Required action :: Set the entries below down again, please. Match them exactly.
[Provided data]
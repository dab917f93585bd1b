//! Built-in pass descriptors: the scene render, gamma correction, and the
//! time-driven custom effect.

use super::pass::{PassDescriptor, ShaderProgram};
use super::uniforms::{TextureSlot, UniformValue, Uniforms};
use crate::options::{EffectOptions, GammaOptions};

/// Uniform name of the previous pass's frame.
pub const SOURCE_FRAME: &str = "source_frame";
/// Uniform name of the effect time scalar.
pub const TIME: &str = "time";
/// Uniform name of the gamma exponent.
pub const GAMMA: &str = "gamma";
/// Uniform name of the effect strength.
pub const STRENGTH: &str = "strength";

/// Scene rasterization program (lit meshes).
pub const SCENE_PROGRAM: ShaderProgram = ShaderProgram::from_static(
    "scene.wgsl",
    include_str!("../../../assets/shaders/raster/scene.wgsl"),
);

/// Linear-to-display transfer program.
pub const GAMMA_PROGRAM: ShaderProgram = ShaderProgram::from_static(
    "gamma.wgsl",
    include_str!("../../../assets/shaders/screen/gamma.wgsl"),
);

/// Custom time-varying effect program.
pub const EFFECT_PROGRAM: ShaderProgram = ShaderProgram::from_static(
    "effect.wgsl",
    include_str!("../../../assets/shaders/screen/effect.wgsl"),
);

/// Descriptor for the base scene pass. Its uniforms are owned by the scene
/// pass itself (camera and lights), so the mapping is empty.
#[must_use]
pub fn scene_pass() -> PassDescriptor {
    PassDescriptor::new("Scene Pass", SCENE_PROGRAM, Uniforms::new())
}

/// Descriptor for the gamma-correction pass.
///
/// `gamma <= 0` selects the exact sRGB transfer curve; any positive value
/// is used as a plain power-law exponent.
#[must_use]
pub fn gamma_pass(options: &GammaOptions) -> PassDescriptor {
    let mut descriptor = PassDescriptor::new(
        "Gamma Correction Pass",
        GAMMA_PROGRAM,
        Uniforms::new()
            .with(SOURCE_FRAME, UniformValue::Texture(TextureSlot::SourceFrame))
            .with(GAMMA, UniformValue::Float(options.gamma)),
    );
    descriptor.enabled = options.enabled;
    descriptor
}

/// Descriptor for the custom effect pass. `time` starts at zero and is
/// advanced by the frame scheduler.
#[must_use]
pub fn effect_pass(options: &EffectOptions) -> PassDescriptor {
    let mut descriptor = PassDescriptor::new(
        "Custom Effect Pass",
        EFFECT_PROGRAM,
        Uniforms::new()
            .with(SOURCE_FRAME, UniformValue::Texture(TextureSlot::SourceFrame))
            .with(TIME, UniformValue::Float(0.0))
            .with(STRENGTH, UniformValue::Float(options.strength)),
    );
    descriptor.enabled = options.enabled;
    descriptor
}
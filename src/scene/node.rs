use glam::{Mat4, Vec3};

use super::LightId;

/// Indexed triangle geometry with a flat base color.
#[derive(Debug, Clone, PartialEq)]
pub struct Mesh {
    /// Vertex positions in node space.
    pub positions: Vec<[f32; 3]>,
    /// Per-vertex normals, same length as `positions`.
    pub normals: Vec<[f32; 3]>,
    /// Triangle list indices.
    pub indices: Vec<u32>,
    /// Linear RGBA base color.
    pub color: [f32; 4],
}

impl Mesh {
    /// Build a mesh; missing normals are computed from the triangles.
    #[must_use]
    pub fn new(
        positions: Vec<[f32; 3]>,
        normals: Option<Vec<[f32; 3]>>,
        indices: Vec<u32>,
        color: [f32; 4],
    ) -> Self {
        let normals = match normals {
            Some(n) if n.len() == positions.len() => n,
            _ => smooth_normals(&positions, &indices),
        };
        Self {
            positions,
            normals,
            indices,
            color,
        }
    }

    /// Number of complete triangles.
    #[must_use]
    pub fn triangle_count(&self) -> usize {
        self.indices.len() / 3
    }
}

/// Area-weighted vertex normals.
fn smooth_normals(positions: &[[f32; 3]], indices: &[u32]) -> Vec<[f32; 3]> {
    let mut acc = vec![Vec3::ZERO; positions.len()];
    for tri in indices.chunks_exact(3) {
        let [a, b, c] = [tri[0] as usize, tri[1] as usize, tri[2] as usize];
        if a >= positions.len() || b >= positions.len() || c >= positions.len() {
            continue;
        }
        let (pa, pb, pc) = (
            Vec3::from_array(positions[a]),
            Vec3::from_array(positions[b]),
            Vec3::from_array(positions[c]),
        );
        let face = (pb - pa).cross(pc - pa);
        acc[a] += face;
        acc[b] += face;
        acc[c] += face;
    }
    acc.into_iter()
        .map(|n| n.normalize_or(Vec3::Y).to_array())
        .collect()
}

/// A light source.
#[derive(Debug, Clone, Copy, PartialEq)]
pub enum Light {
    /// Uniform light from every direction.
    Ambient {
        /// Linear RGB color.
        color: [f32; 3],
        /// Intensity multiplier.
        intensity: f32,
    },
    /// Parallel light shining from `position` toward the origin.
    Directional {
        /// Linear RGB color.
        color: [f32; 3],
        /// Intensity multiplier.
        intensity: f32,
        /// Where the light shines from.
        position: Vec3,
    },
}

/// What a scene node carries.
#[derive(Debug, Clone, PartialEq)]
pub enum NodeKind {
    /// Pure transform container.
    Group,
    /// Renderable geometry.
    Mesh(Mesh),
    /// Reference into the scene's light registry.
    Light(LightId),
}

/// A node in the scene tree.
#[derive(Debug, Clone, PartialEq)]
pub struct Node {
    /// Optional name carried over from the asset.
    pub name: Option<String>,
    /// Transform relative to the parent.
    pub transform: Mat4,
    /// Hidden nodes and their subtrees are not rendered.
    pub visible: bool,
    /// Payload.
    pub kind: NodeKind,
    /// Child nodes.
    pub children: Vec<Node>,
}

impl Node {
    /// Visible node with identity transform and no children.
    #[must_use]
    pub fn new(kind: NodeKind) -> Self {
        Self {
            name: None,
            transform: Mat4::IDENTITY,
            visible: true,
            kind,
            children: Vec::new(),
        }
    }

    /// Group node owning `children`.
    #[must_use]
    pub fn group(children: Vec<Node>) -> Self {
        Self {
            children,
            ..Self::new(NodeKind::Group)
        }
    }

    /// Leaf mesh node.
    #[must_use]
    pub fn mesh(mesh: Mesh) -> Self {
        Self::new(NodeKind::Mesh(mesh))
    }

    /// Replace the local transform.
    #[must_use]
    pub fn with_transform(mut self, transform: Mat4) -> Self {
        self.transform = transform;
        self
    }

    /// Set the node name.
    #[must_use]
    pub fn with_name(mut self, name: impl Into<String>) -> Self {
        self.name = Some(name.into());
        self
    }

    /// Apply a uniform scale on top of the local transform.
    #[must_use]
    pub fn scaled(mut self, factor: f32) -> Self {
        self.transform = Mat4::from_scale(Vec3::splat(factor)) * self.transform;
        self
    }

    /// Total number of nodes in this subtree, including `self`.
    #[must_use]
    pub fn subtree_len(&self) -> usize {
        1 + self.children.iter().map(Self::subtree_len).sum::<usize>()
    }
}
[/Provided data]
Solution to this exercise ::
repository dab917f93585bd1b
//! Built-in pass descriptors: the scene render, gamma correction, and the
//! time-driven custom effect.

use super::pass::{PassDescriptor, ShaderProgram};
use super::uniforms::{TextureSlot, UniformValue, Uniforms};
use crate::options::{EffectOptions, GammaOptions};

/// Uniform name of the previous pass's frame.
pub const SOURCE_FRAME: &str = "source_frame";
/// Uniform name of the effect time scalar.
pub const TIME: &str = "time";
/// Uniform name of the gamma exponent.
pub const GAMMA: &str = "gamma";
/// Uniform name of the effect strength.
pub const STRENGTH: &str = "strength";

/// Scene rasterization program (lit meshes).
pub const SCENE_PROGRAM: ShaderProgram = ShaderProgram::from_static(
    "scene.wgsl",
    include_str!("../../../assets/shaders/raster/scene.wgsl"),
);

/// Linear-to-display transfer program.
pub const GAMMA_PROGRAM: ShaderProgram = ShaderProgram::from_static(
    "gamma.wgsl",
    include_str!("../../../assets/shaders/screen/gamma.wgsl"),
);

/// Custom time-varying effect program.
pub const EFFECT_PROGRAM: ShaderProgram = ShaderProgram::from_static(
    "effect.wgsl",
    include_str!("../../../assets/shaders/screen/effect.wgsl"),
);

/// Descriptor for the base scene pass. Its uniforms are owned by the scene
/// pass itself (camera and lights), so the mapping is empty.
#[must_use]
pub fn scene_pass() -> PassDescriptor {
    PassDescriptor::new("Scene Pass", SCENE_PROGRAM, Uniforms::new())
}

/// Descriptor for the gamma-correction pass.
///
/// `gamma <= 0` selects the exact sRGB transfer curve; any positive value
/// is used as a plain power-law exponent.
#[must_use]
pub fn gamma_pass(options: &GammaOptions) -> PassDescriptor {
    let mut descriptor = PassDescriptor::new(
        "Gamma Correction Pass",
        GAMMA_PROGRAM,
        Uniforms::new()
            .with(SOURCE_FRAME, UniformValue::Texture(TextureSlot::SourceFrame))
            .with(GAMMA, UniformValue::Float(options.gamma)),
    );
    descriptor.enabled = options.enabled;
    descriptor
}

/// Descriptor for the custom effect pass. `time` starts at zero and is
/// advanced by the frame scheduler.
#[must_use]
pub fn effect_pass(options: &EffectOptions) -> PassDescriptor {
    let mut descriptor = PassDescriptor::new(
        "Custom Effect Pass",
        EFFECT_PROGRAM,
        Uniforms::new()
            .with(SOURCE_FRAME, UniformValue::Texture(TextureSlot::SourceFrame))
            .with(TIME, UniformValue::Float(0.0))
            .with(STRENGTH, UniformValue::Float(options.strength)),
    );
    descriptor.enabled = options.enabled;
    descriptor
}
filename src/scene/node.rs
use glam::{Mat4, Vec3};

use super::LightId;

/// Indexed triangle geometry with a flat base color.
#[derive(Debug, Clone, PartialEq)]
pub struct Mesh {
    /// Vertex positions in node space.
    pub positions: Vec<[f32; 3]>,
    /// Per-vertex normals, same length as `positions`.
    pub normals: Vec<[f32; 3]>,
    /// Triangle list indices.
    pub indices: Vec<u32>,
    /// Linear RGBA base color.
    pub color: [f32; 4],
}

impl Mesh {
    /// Build a mesh; missing normals are computed from the triangles.
    #[must_use]
    pub fn new(
        positions: Vec<[f32; 3]>,
        normals: Option<Vec<[f32; 3]>>,
        indices: Vec<u32>,
        color: [f32; 4],
    ) -> Self {
        let normals = match normals {
            Some(n) if n.len() == positions.len() => n,
            _ => smooth_normals(&positions, &indices),
        };
        Self {
            positions,
            normals,
            indices,
            color,
        }
    }

    /// Number of complete triangles.
    #[must_use]
    pub fn triangle_count(&self) -> usize {
        self.indices.len() / 3
    }
}

/// Area-weighted vertex normals.
fn smooth_normals(positions: &[[f32; 3]], indices: &[u32]) -> Vec<[f32; 3]> {
    let mut acc = vec![Vec3::ZERO; positions.len()];
    for tri in indices.chunks_exact(3) {
        let [a, b, c] = [tri[0] as usize, tri[1] as usize, tri[2] as usize];
        if a >= positions.len() || b >= positions.len() || c >= positions.len() {
            continue;
        }
        let (pa, pb, pc) = (
            Vec3::from_array(positions[a]),
            Vec3::from_array(positions[b]),
            Vec3::from_array(positions[c]),
        );
        let face = (pb - pa).cross(pc - pa);
        acc[a] += face;
        acc[b] += face;
        acc[c] += face;
    }
    acc.into_iter()
        .map(|n| n.normalize_or(Vec3::Y).to_array())
        .collect()
}

/// A light source.
#[derive(Debug, Clone, Copy, PartialEq)]
pub enum Light {
    /// Uniform light from every direction.
    Ambient {
        /// Linear RGB color.
        color: [f32; 3],
        /// Intensity multiplier.
        intensity: f32,
    },
    /// Parallel light shining from `position` toward the origin.
    Directional {
        /// Linear RGB color.
        color: [f32; 3],
        /// Intensity multiplier.
        intensity: f32,
        /// Where the light shines from.
        position: Vec3,
    },
}

/// What a scene node carries.
#[derive(Debug, Clone, PartialEq)]
pub enum NodeKind {
    /// Pure transform container.
    Group,
    /// Renderable geometry.
    Mesh(Mesh),
    /// Reference into the scene's light registry.
    Light(LightId),
}

/// A node in the scene tree.
#[derive(Debug, Clone, PartialEq)]
pub struct Node {
    /// Optional name carried over from the asset.
    pub name: Option<String>,
    /// Transform relative to the parent.
    pub transform: Mat4,
    /// Hidden nodes and their subtrees are not rendered.
    pub visible: bool,
    /// Payload.
    pub kind: NodeKind,
    /// Child nodes.
    pub children: Vec<Node>,
}

impl Node {
    /// Visible node with identity transform and no children.
    #[must_use]
    pub fn new(kind: NodeKind) -> Self {
        Self {
            name: None,
            transform: Mat4::IDENTITY,
            visible: true,
            kind,
            children: Vec::new(),
        }
    }

    /// Group node owning `children`.
    #[must_use]
    pub fn group(children: Vec<Node>) -> Self {
        Self {
            children,
            ..Self::new(NodeKind::Group)
        }
    }

    /// Leaf mesh node.
    #[must_use]
    pub fn mesh(mesh: Mesh) -> Self {
        Self::new(NodeKind::Mesh(mesh))
    }

    /// Replace the local transform.
    #[must_use]
    pub fn with_transform(mut self, transform: Mat4) -> Self {
        self.transform = transform;
        self
    }

    /// Set the node name.
    #[must_use]
    pub fn with_name(mut self, name: impl Into<String>) -> Self {
        self.name = Some(name.into());
        self
    }

    /// Apply a uniform scale on top of the local transform.
    #[must_use]
    pub fn scaled(mut self, factor: f32) -> Self {
        self.transform = Mat4::from_scale(Vec3::splat(factor)) * self.transform;
        self
    }

    /// Total number of nodes in this subtree, including `self`.
    #[must_use]
    pub fn subtree_len(&self) -> usize {
        1 + self.children.iter().map(Self::subtree_len).sum::<usize>()
    }
}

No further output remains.